Problem details -> Each line of the records needs to come back exactly as written.

Collected data entries ->
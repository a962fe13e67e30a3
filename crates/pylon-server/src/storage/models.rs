//! Data models for the service catalog.

use serde::{Deserialize, Serialize};

/// A service exposed by an edge device.
///
/// Ports are carried as `i64` so out-of-range wire values reach validation
/// instead of failing deserialization with an opaque error.
#[derive(Debug, Clone, PartialEq, Eq, Serialize, Deserialize, sqlx::FromRow)]
pub struct EdgeService {
    pub id: String,
    #[serde(default)]
    pub edge_id: String,
    #[serde(default)]
    pub name: String,
    #[serde(default)]
    pub tunnel_port: i64,
    #[serde(default)]
    pub local_host: String,
    #[serde(default)]
    pub local_port: i64,
    /// Either `http` or `websocket`.
    #[serde(default)]
    pub protocol: String,
    #[serde(default)]
    pub enabled: bool,
    #[serde(default)]
    pub created_at: i64,
    #[serde(default)]
    pub updated_at: i64,
}
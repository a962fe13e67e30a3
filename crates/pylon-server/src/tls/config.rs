//! TLS configuration for the server listeners.
//!
//! Certificates are read from the configured cert directory
//! (`server.pem` + `server-key.pem`). Acquiring and renewing them (ACME
//! or otherwise) is an external concern; this module only turns whatever
//! is on disk into a `rustls::ServerConfig` shared by the TLS-capable
//! listeners.

use std::path::{Path, PathBuf};
use std::sync::Arc;

use rustls::pki_types::{CertificateDer, PrivateKeyDer};
use tracing::info;

/// Filenames expected inside the cert directory.
pub const CERT_FILE: &str = "server.pem";
pub const KEY_FILE: &str = "server-key.pem";

/// TLS mode for the server listeners.
#[derive(Debug, Clone)]
pub enum TlsMode {
    /// No certificates available; TLS listeners stay disabled.
    Disabled,
    /// Certificate and key files from the cert directory.
    CertDir {
        cert_path: PathBuf,
        key_path: PathBuf,
    },
}

impl TlsMode {
    /// Probe a cert directory: enabled only when both files exist.
    pub fn from_cert_dir(cert_dir: &Path) -> Self {
        let cert_path = cert_dir.join(CERT_FILE);
        let key_path = cert_dir.join(KEY_FILE);
        if cert_path.is_file() && key_path.is_file() {
            Self::CertDir {
                cert_path,
                key_path,
            }
        } else {
            Self::Disabled
        }
    }

    /// Build a `rustls::ServerConfig` from this mode.
    ///
    /// Returns `None` if TLS is disabled.
    pub fn server_config(&self) -> Result<Option<Arc<rustls::ServerConfig>>, TlsConfigError> {
        match self {
            TlsMode::Disabled => Ok(None),
            TlsMode::CertDir {
                cert_path,
                key_path,
            } => {
                let certs = load_certs(cert_path)?;
                let key = load_key(key_path)?;

                let config = rustls::ServerConfig::builder()
                    .with_no_client_auth()
                    .with_single_cert(certs, key)
                    .map_err(|e| TlsConfigError::InvalidMaterial(e.to_string()))?;

                info!(
                    cert = %cert_path.display(),
                    key = %key_path.display(),
                    "TLS certificates loaded"
                );
                Ok(Some(Arc::new(config)))
            }
        }
    }
}

fn load_certs(path: &Path) -> Result<Vec<CertificateDer<'static>>, TlsConfigError> {
    let pem = std::fs::read(path).map_err(|e| {
        TlsConfigError::FileRead(format!("Failed to read cert {}: {}", path.display(), e))
    })?;
    let certs: Vec<CertificateDer<'static>> = rustls_pemfile::certs(&mut pem.as_slice())
        .collect::<Result<_, _>>()
        .map_err(|e| TlsConfigError::InvalidMaterial(e.to_string()))?;
    if certs.is_empty() {
        return Err(TlsConfigError::InvalidMaterial(format!(
            "no certificates found in {}",
            path.display()
        )));
    }
    Ok(certs)
}

fn load_key(path: &Path) -> Result<PrivateKeyDer<'static>, TlsConfigError> {
    let pem = std::fs::read(path).map_err(|e| {
        TlsConfigError::FileRead(format!("Failed to read key {}: {}", path.display(), e))
    })?;
    rustls_pemfile::private_key(&mut pem.as_slice())
        .map_err(|e| TlsConfigError::InvalidMaterial(e.to_string()))?
        .ok_or_else(|| {
            TlsConfigError::InvalidMaterial(format!("no private key found in {}", path.display()))
        })
}

/// TLS configuration errors.
#[derive(Debug, thiserror::Error)]
pub enum TlsConfigError {
    #[error("File read error: {0}")]
    FileRead(String),

    #[error("Invalid TLS material: {0}")]
    InvalidMaterial(String),
}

Expected output ->
repository a962fe13e67e30a3
filename crates/pylon-server/src/storage/models.rs
//! Data models for the service catalog.

use serde::{Deserialize, Serialize};

/// A service exposed by an edge device.
///
/// Ports are carried as `i64` so out-of-range wire values reach validation
/// instead of failing deserialization with an opaque error.
#[derive(Debug, Clone, PartialEq, Eq, Serialize, Deserialize, sqlx::FromRow)]
pub struct EdgeService {
    pub id: String,
    #[serde(default)]
    pub edge_id: String,
    #[serde(default)]
    pub name: String,
    #[serde(default)]
    pub tunnel_port: i64,
    #[serde(default)]
    pub local_host: String,
    #[serde(default)]
    pub local_port: i64,
    /// Either `http` or `websocket`.
    #[serde(default)]
    pub protocol: String,
    #[serde(default)]
    pub enabled: bool,
    #[serde(default)]
    pub created_at: i64,
    #[serde(default)]
    pub updated_at: i64,
}
repository a962fe13e67e30a3
filename crates/pylon-server/src/tls/config.rs
//! TLS configuration for the server listeners.
//!
//! Certificates are read from the configured cert directory
//! (`server.pem` + `server-key.pem`). Acquiring and renewing them (ACME
//! or otherwise) is an external concern; this module only turns whatever
//! is on disk into a `rustls::ServerConfig` shared by the TLS-capable
//! listeners.

use std::path::{Path, PathBuf};
use std::sync::Arc;

use rustls::pki_types::{CertificateDer, PrivateKeyDer};
use tracing::info;

/// Filenames expected inside the cert directory.
pub const CERT_FILE: &str = "server.pem";
pub const KEY_FILE: &str = "server-key.pem";

/// TLS mode for the server listeners.
#[derive(Debug, Clone)]
pub enum TlsMode {
    /// No certificates available; TLS listeners stay disabled.
    Disabled,
    /// Certificate and key files from the cert directory.
    CertDir {
        cert_path: PathBuf,
        key_path: PathBuf,
    },
}

impl TlsMode {
    /// Probe a cert directory: enabled only when both files exist.
    pub fn from_cert_dir(cert_dir: &Path) -> Self {
        let cert_path = cert_dir.join(CERT_FILE);
        let key_path = cert_dir.join(KEY_FILE);
        if cert_path.is_file() && key_path.is_file() {
            Self::CertDir {
                cert_path,
                key_path,
            }
        } else {
            Self::Disabled
        }
    }

    /// Build a `rustls::ServerConfig` from this mode.
    ///
    /// Returns `None` if TLS is disabled.
    pub fn server_config(&self) -> Result<Option<Arc<rustls::ServerConfig>>, TlsConfigError> {
        match self {
            TlsMode::Disabled => Ok(None),
            TlsMode::CertDir {
                cert_path,
                key_path,
            } => {
                let certs = load_certs(cert_path)?;
                let key = load_key(key_path)?;

                let config = rustls::ServerConfig::builder()
                    .with_no_client_auth()
                    .with_single_cert(certs, key)
                    .map_err(|e| TlsConfigError::InvalidMaterial(e.to_string()))?;

                info!(
                    cert = %cert_path.display(),
                    key = %key_path.display(),
                    "TLS certificates loaded"
                );
                Ok(Some(Arc::new(config)))
            }
        }
    }
}

fn load_certs(path: &Path) -> Result<Vec<CertificateDer<'static>>, TlsConfigError> {
    let pem = std::fs::read(path).map_err(|e| {
        TlsConfigError::FileRead(format!("Failed to read cert {}: {}", path.display(), e))
    })?;
    let certs: Vec<CertificateDer<'static>> = rustls_pemfile::certs(&mut pem.as_slice())
        .collect::<Result<_, _>>()
        .map_err(|e| TlsConfigError::InvalidMaterial(e.to_string()))?;
    if certs.is_empty() {
        return Err(TlsConfigError::InvalidMaterial(format!(
            "no certificates found in {}",
            path.display()
        )));
    }
    Ok(certs)
}

fn load_key(path: &Path) -> Result<PrivateKeyDer<'static>, TlsConfigError> {
    let pem = std::fs::read(path).map_err(|e| {
        TlsConfigError::FileRead(format!("Failed to read key {}: {}", path.display(), e))
    })?;
    rustls_pemfile::private_key(&mut pem.as_slice())
        .map_err(|e| TlsConfigError::InvalidMaterial(e.to_string()))?
        .ok_or_else(|| {
            TlsConfigError::InvalidMaterial(format!("no private key found in {}", path.display()))
        })
}

/// TLS configuration errors.
#[derive(Debug, thiserror::Error)]
pub enum TlsConfigError {
    #[error("File read error: {0}")]
    FileRead(String),

    #[error("Invalid TLS material: {0}")]
    InvalidMaterial(String),
}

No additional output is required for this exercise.